In the listing that follows, how many lines hold the string "GetChallengesResponse"? Answer with the number only.

Start of EXERCISE MATERIALS

//! Snapshot Fetcher
//!
//! Polls the network API on a fixed interval and publishes an immutable
//! [`Snapshot`] whenever the block changes. On each attempt:
//! 1. Fetch the current block; if its id matches the published snapshot,
//!    nothing else happens.
//! 2. Otherwise fetch algorithms/wasms, the player's record, the player's
//!    benchmarks/proofs/frauds and the challenges concurrently.
//! 3. Refresh the per-challenge difficulty samplers from the new block data.
//! 4. Publish the assembled snapshot.
//!
//! A failure at any step keeps the existing snapshot and is retried on the
//! next interval.

use crate::config::MasterConfig;
use crate::difficulty::DifficultySampler;
use crate::model::{
    Algorithm, Benchmark, Block, Challenge, Difficulty, Fraud, NameIndex, Player, Proof, Snapshot,
    Wasm,
};
use crate::state::MasterState;
use anyhow::{anyhow, Result};
use serde::de::DeserializeOwned;
use serde::Deserialize;
use std::collections::HashMap;
use std::sync::Arc;
use std::time::Duration;
use tokio::sync::watch;
use tracing::{debug, error, info};

// ============================================================================
// NETWORK API CLIENT
// ============================================================================

#[derive(Debug, Deserialize)]
struct GetBlockResponse {
    block: Block,
}

#[derive(Debug, Deserialize)]
struct GetAlgorithmsResponse {
    algorithms: Vec<Algorithm>,
    wasms: Vec<Wasm>,
}

#[derive(Debug, Deserialize)]
struct GetPlayersResponse {
    players: Vec<Player>,
}

#[derive(Debug, Deserialize)]
struct GetBenchmarksResponse {
    benchmarks: Vec<Benchmark>,
    proofs: Vec<Proof>,
    frauds: Vec<Fraud>,
}

#[derive(Debug, Deserialize)]
struct GetChallengesResponse {
    challenges: Vec<Challenge>,
}

/// Read-only HTTP client for the network API.
pub struct NetworkClient {
    base_url: String,
    client: reqwest::Client,
}

impl NetworkClient {
    pub fn new(base_url: &str) -> Self {
        Self {
            base_url: base_url.trim_end_matches('/').to_string(),
            client: reqwest::Client::new(),
        }
    }

    async fn get_json<T: DeserializeOwned>(&self, path_and_query: &str) -> Result<T> {
        let url = format!("{}/{}", self.base_url, path_and_query);
        let resp = self.client.get(&url).send().await?;
        if !resp.status().is_success() {
            return Err(anyhow!("error {} fetching {}", resp.status(), url));
        }
        Ok(resp.json().await?)
    }

    pub async fn get_block(&self) -> Result<Block> {
        let resp: GetBlockResponse = self.get_json("get-block").await?;
        Ok(resp.block)
    }

    async fn get_algorithms(&self, block_id: &str) -> Result<GetAlgorithmsResponse> {
        self.get_json(&format!("get-algorithms?block_id={}", block_id))
            .await
    }

    async fn get_players(&self, block_id: &str) -> Result<GetPlayersResponse> {
        self.get_json(&format!(
            "get-players?player_type=benchmarker&block_id={}",
            block_id
        ))
        .await
    }

    async fn get_benchmarks(&self, player_id: &str, block_id: &str) -> Result<GetBenchmarksResponse> {
        self.get_json(&format!(
            "get-benchmarks?player_id={}&block_id={}",
            player_id, block_id
        ))
        .await
    }

    async fn get_challenges(&self, block_id: &str) -> Result<GetChallengesResponse> {
        self.get_json(&format!("get-challenges?block_id={}", block_id))
            .await
    }
}

// ============================================================================
// REFRESH LOOP
// ============================================================================

/// Periodic snapshot refresh over the shared state.
pub struct SnapshotFetcher {
    config: Arc<MasterConfig>,
    state: Arc<MasterState>,
    client: NetworkClient,
    shutdown_rx: watch::Receiver<bool>,
}

impl SnapshotFetcher {
    pub fn new(
        config: Arc<MasterConfig>,
        state: Arc<MasterState>,
        shutdown_rx: watch::Receiver<bool>,
    ) -> Self {
        let client = NetworkClient::new(&config.api_url);
        Self {
            config,
            state,
            client,
            shutdown_rx,
        }
    }

    /// Run until shutdown. Fetch failures are logged and retried on the next
    /// interval; the previous snapshot stays published throughout.
    pub async fn run(mut self) {
        let mut interval =
            tokio::time::interval(Duration::from_millis(self.config.fetcher.interval_ms));

        info!(
            "starting snapshot fetcher (interval: {} ms)",
            self.config.fetcher.interval_ms
        );

        loop {
            tokio::select! {
                _ = interval.tick() => {
                    if let Err(e) = self.refresh().await {
                        error!("snapshot refresh failed: {}", e);
                    }
                }
                _ = self.shutdown_rx.changed() => {
                    if *self.shutdown_rx.borrow() {
                        info!("snapshot fetcher received shutdown signal, stopping");
                        break;
                    }
                }
            }
        }
    }

    /// One refresh attempt. Returns whether a new snapshot was published.
    pub async fn refresh(&self) -> Result<bool> {
        let block = self.client.get_block().await?;

        if let Some(current) = self.state.snapshot().await {
            if current.block.id == block.id {
                debug!("no new block data");
                return Ok(false);
            }
        }

        info!(
            "new block {} at height {}, fetching network state",
            block.id, block.details.height
        );

        let (algorithms_resp, players_resp, benchmarks_resp, challenges_resp) = tokio::try_join!(
            self.client.get_algorithms(&block.id),
            self.client.get_players(&block.id),
            self.client.get_benchmarks(&self.config.player_id, &block.id),
            self.client.get_challenges(&block.id),
        )?;

        let algorithms: HashMap<String, Algorithm> = algorithms_resp
            .algorithms
            .into_iter()
            .map(|a| (a.id.clone(), a))
            .collect();
        let wasms: HashMap<String, Wasm> = algorithms_resp
            .wasms
            .into_iter()
            .map(|w| (w.algorithm_id.clone(), w))
            .collect();
        let player = players_resp
            .players
            .into_iter()
            .find(|p| p.id == self.config.player_id);
        let benchmarks: HashMap<String, Benchmark> = benchmarks_resp
            .benchmarks
            .into_iter()
            .map(|b| (b.id.clone(), b))
            .collect();
        let proofs: HashMap<String, Proof> = benchmarks_resp
            .proofs
            .into_iter()
            .map(|p| (p.benchmark_id.clone(), p))
            .collect();
        let frauds: HashMap<String, Fraud> = benchmarks_resp
            .frauds
            .into_iter()
            .map(|f| (f.benchmark_id.clone(), f))
            .collect();
        let challenges: HashMap<String, Challenge> = challenges_resp
            .challenges
            .into_iter()
            .map(|c| (c.id.clone(), c))
            .collect();
        let names = NameIndex::build(&challenges, &algorithms);

        // Validate every sampler input before touching any sampler, so a bad
        // challenge never leaves the samplers half-refreshed.
        let mut sampler_updates: Vec<(String, Vec<i32>, Vec<Difficulty>)> = Vec::new();
        for challenge in challenges.values() {
            let Some(block_data) = &challenge.block_data else {
                continue;
            };
            let parameters = block
                .config
                .difficulty
                .parameters
                .get(&challenge.id)
                .ok_or_else(|| {
                    anyhow!(
                        "block {} has no difficulty parameters for challenge {}",
                        block.id,
                        challenge.id
                    )
                })?;
            let min_difficulty: Vec<i32> = parameters.iter().map(|p| p.min_value).collect();
            sampler_updates.push((
                challenge.id.clone(),
                min_difficulty,
                block_data.qualifier_difficulties.clone(),
            ));
        }

        {
            let mut samplers = self.state.samplers.write().await;
            for (challenge_id, min_difficulty, qualifiers) in sampler_updates {
                debug!("updating difficulty sampler for {}", challenge_id);
                samplers
                    .entry(challenge_id)
                    .or_insert_with(DifficultySampler::new)
                    .update_with_block_data(min_difficulty, &qualifiers);
            }
        }

        let height = block.details.height;
        self.state
            .publish_snapshot(Snapshot {
                block,
                challenges,
                algorithms,
                wasms,
                player,
                benchmarks,
                proofs,
                frauds,
                names,
            })
            .await;

        info!("published snapshot for block at height {}", height);
        Ok(true)
    }
}
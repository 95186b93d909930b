pub use self::assignment::{Assignment, AssignmentId, Catalog};
pub use self::gradebook::Gradebook;
pub use self::student::{Roster, StudentId};
pub use self::submission::Submission;

mod assignment;
mod gradebook;
mod student;
mod submission;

End of EXERCISE MATERIALS

#### RESPONSE
2